En mi opinión hemos vuelto a perder la oportunidad de
señalar a otros posibles “villanos”, con una implicación mayor que los
mencionados, como agentes responsables de esta mala situación. Me refiero las
decenas de miles de productos químicos sintéticos que desde la revolución
verde, después de la Segunda Guerra Mundial, estamos vertiendo en el
medioambiente, creando una “sopa química” que a través del aire, agua y
alimentos acaba alojándose en los seres
vivos, produciendo una elevada “carga química corporal”.
Son estos productos “Xenobióticos” (extraños al organismo
vivo) como los pesticidas, metales pesados, plásticos, aditivos, conservantes
alimentarios, etc. a los que estamos expuestos de manera extensa y permanente,
incluso antes de nacer, los que participan de manera relevante en el incremento
del cáncer, enfermedades degenerativas y trastornos reproductivos.
Tenemos el ejemplo del insecticida DDT que sigue apareciendo
en las placentas y mamas de mujeres jóvenes de nuestro país, a pesar de su
prohibición en 1985. ¡Y en la leche de mujeres esquimales!
Los herbicidas de mayor uso mundial, como el Roundup
(Glifosato) de Monsanto y la Atracina de la multinacional Syngenta, ambos
cancerígenos y disruptores endocrinos.
El Bisfenol A, presente en los biberones y utensilios
infantiles hasta su prohibición. En la actualidad lo encontramos en la
composición de plásticos y en los recubrimientos de latas de conservas y de
bebidas entre otros.
Los compuestos Organobromados, muy utilizados en
electrodomésticos, mobiliario y equipos electrónicos por su actividad como
retardantes de llama.
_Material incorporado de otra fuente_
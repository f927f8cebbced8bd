use std::io::{IsTerminal, Write};
use std::path::{Path, PathBuf};
use std::sync::{Arc, Mutex, OnceLock};

use file_rotate::{
    compression::Compression,
    suffix::{AppendTimestamp, FileLimit},
    ContentLimit, FileRotate,
};
use tracing::level_filters::LevelFilter;
use tracing_subscriber::{fmt, layer::SubscriberExt, util::SubscriberInitExt, Layer};

use crate::config::LoggingConfig;

// Keep a guard for the non-blocking console writer so it is never dropped.
static CONSOLE_GUARD: OnceLock<tracing_appender::non_blocking::WorkerGuard> = OnceLock::new();

fn parse_level(s: &str) -> LevelFilter {
    match s.to_ascii_lowercase().as_str() {
        "trace" => LevelFilter::TRACE,
        "debug" => LevelFilter::DEBUG,
        "info" => LevelFilter::INFO,
        "warn" => LevelFilter::WARN,
        "error" => LevelFilter::ERROR,
        "off" | "none" => LevelFilter::OFF,
        _ => LevelFilter::INFO,
    }
}

fn resolve_log_path(file: &str, base_dir: &Path) -> PathBuf {
    let p = Path::new(file);
    if p.is_absolute() {
        p.to_path_buf()
    } else {
        base_dir.join(p)
    }
}

// ================= rotating file writer =================

#[derive(Clone)]
struct RotatingWriter(Arc<Mutex<FileRotate<AppendTimestamp>>>);

impl<'a> fmt::MakeWriter<'a> for RotatingWriter {
    type Writer = RotatingWriterHandle;

    fn make_writer(&'a self) -> Self::Writer {
        RotatingWriterHandle(Arc::clone(&self.0))
    }
}

struct RotatingWriterHandle(Arc<Mutex<FileRotate<AppendTimestamp>>>);

impl Write for RotatingWriterHandle {
    fn write(&mut self, buf: &[u8]) -> std::io::Result<usize> {
        self.0.lock().unwrap().write(buf)
    }

    fn flush(&mut self) -> std::io::Result<()> {
        self.0.lock().unwrap().flush()
    }
}

fn build_file_writer(cfg: &LoggingConfig, base_dir: &Path) -> Option<RotatingWriter> {
    if cfg.file.trim().is_empty() {
        return None;
    }
    let log_path = resolve_log_path(&cfg.file, base_dir);
    if let Some(parent) = log_path.parent() {
        if let Err(e) = std::fs::create_dir_all(parent) {
            eprintln!("Failed to create log dir '{}': {e}", parent.display());
            return None;
        }
    }

    // Retention policy: prefer MaxFiles if provided, else Age.
    let limit = match cfg.max_backups {
        Some(n) => FileLimit::MaxFiles(n),
        None => FileLimit::Age(chrono::Duration::days(cfg.max_age_days.unwrap_or(7) as i64)),
    };

    let rot = FileRotate::new(
        &log_path,
        AppendTimestamp::default(limit),
        ContentLimit::BytesSurpassed(cfg.max_size_mb as usize * 1024 * 1024),
        Compression::None,
        None,
    );
    Some(RotatingWriter(Arc::new(Mutex::new(rot))))
}

// ================= public init =================

/// Install the global tracing subscriber: human-friendly console output on
/// stderr plus an optional rotating JSON file sink. `RUST_LOG`, when set,
/// acts as a global upper bound for both.
pub fn init_logging(cfg: &LoggingConfig, base_dir: &Path) {
    use tracing_subscriber::{EnvFilter, Registry};

    // Bridge `log` → `tracing` before installing the subscriber.
    if let Err(e) = tracing_log::LogTracer::init() {
        eprintln!("LogTracer init skipped: {e}");
    }

    let env: Option<EnvFilter> = EnvFilter::try_from_default_env().ok();

    let (nb_stderr, guard) = tracing_appender::non_blocking(std::io::stderr());
    let _ = CONSOLE_GUARD.set(guard);

    let console_layer = fmt::layer()
        .with_writer(nb_stderr)
        .with_ansi(std::io::stderr().is_terminal())
        .with_target(true)
        .with_level(true)
        .with_timer(fmt::time::UtcTime::rfc_3339())
        .with_filter(parse_level(&cfg.console_level));

    let file_layer = build_file_writer(cfg, base_dir).map(|writer| {
        fmt::layer()
            .json()
            .with_ansi(false)
            .with_target(true)
            .with_level(true)
            .with_timer(fmt::time::UtcTime::rfc_3339())
            .with_writer(writer)
            .with_filter(parse_level(&cfg.file_level))
    });

    let _ = Registry::default()
        .with(env)
        .with(console_layer)
        .with(file_layer)
        .try_init();
}

#[cfg(test)]
mod tests {
    use super::*;

    #[test]
    fn levels_parse_case_insensitively() {
        assert_eq!(parse_level("DEBUG"), LevelFilter::DEBUG);
        assert_eq!(parse_level("off"), LevelFilter::OFF);
        assert_eq!(parse_level("none"), LevelFilter::OFF);
        assert_eq!(parse_level("bogus"), LevelFilter::INFO);
    }

    #[test]
    fn relative_log_paths_resolve_under_base_dir() {
        let base = Path::new("/var/lib/medley");
        assert_eq!(
            resolve_log_path("logs/medley.log", base),
            PathBuf::from("/var/lib/medley/logs/medley.log")
        );
        assert_eq!(
            resolve_log_path("/tmp/medley.log", base),
            PathBuf::from("/tmp/medley.log")
        );
    }

    #[test]
    fn empty_file_setting_disables_the_file_sink() {
        let cfg = LoggingConfig::default();
        assert!(build_file_writer(&cfg, Path::new("/tmp")).is_none());
    }

    #[test]
    fn file_sink_is_created_when_configured() {
        let dir = tempfile::tempdir().unwrap();
        let cfg = LoggingConfig {
            file: "medley.log".to_string(),
            max_backups: Some(3),
            ..Default::default()
        };
        assert!(build_file_writer(&cfg, dir.path()).is_some());
    }
}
Los Organofluorados que los encontramos formando parte de
los revestimientos de sartenes (Teflón), en calzado y ropa (Goretex). Además de
los Ftalatos presentes en ropa, juguetes infantiles, envoltorios plásticos y en
productos de cosmética junto a los Parabenes. Todos ellos con actividad
cancerígena.
Como dijo Einstein: “Si buscas resultados distintos, no
hagas siempre lo mismo”.
Necesitamos una manera diferente de pensar y actuar si
queremos sobrevivir a la “Crisis Ecológica Global” (Biodiversidad, Energía,
Clima y Salud) en la que estamos inmersos. En lo relacionado con la salud, pasa
por la toma de conciencia de los riesgos ambientales, trasladar la “carga de la
culpa” a los organismos encargados de vigilar y cuidar de la salud de los seres
vivos, abandonando la “ceguera voluntaria e intencionada” en la que están
instalados en beneficio de las multinacionales energéticas, petroquímicas y
farmacéuticas, y afrontar el problema de la contaminación química, evitando la
esquizofrenia actual de nuestra sociedad, en la que por un lado construimos un
modo de vida que produce enfermos, desnutridos y pobres; y por otro nos
quejamos de no tener dinero para curarlos.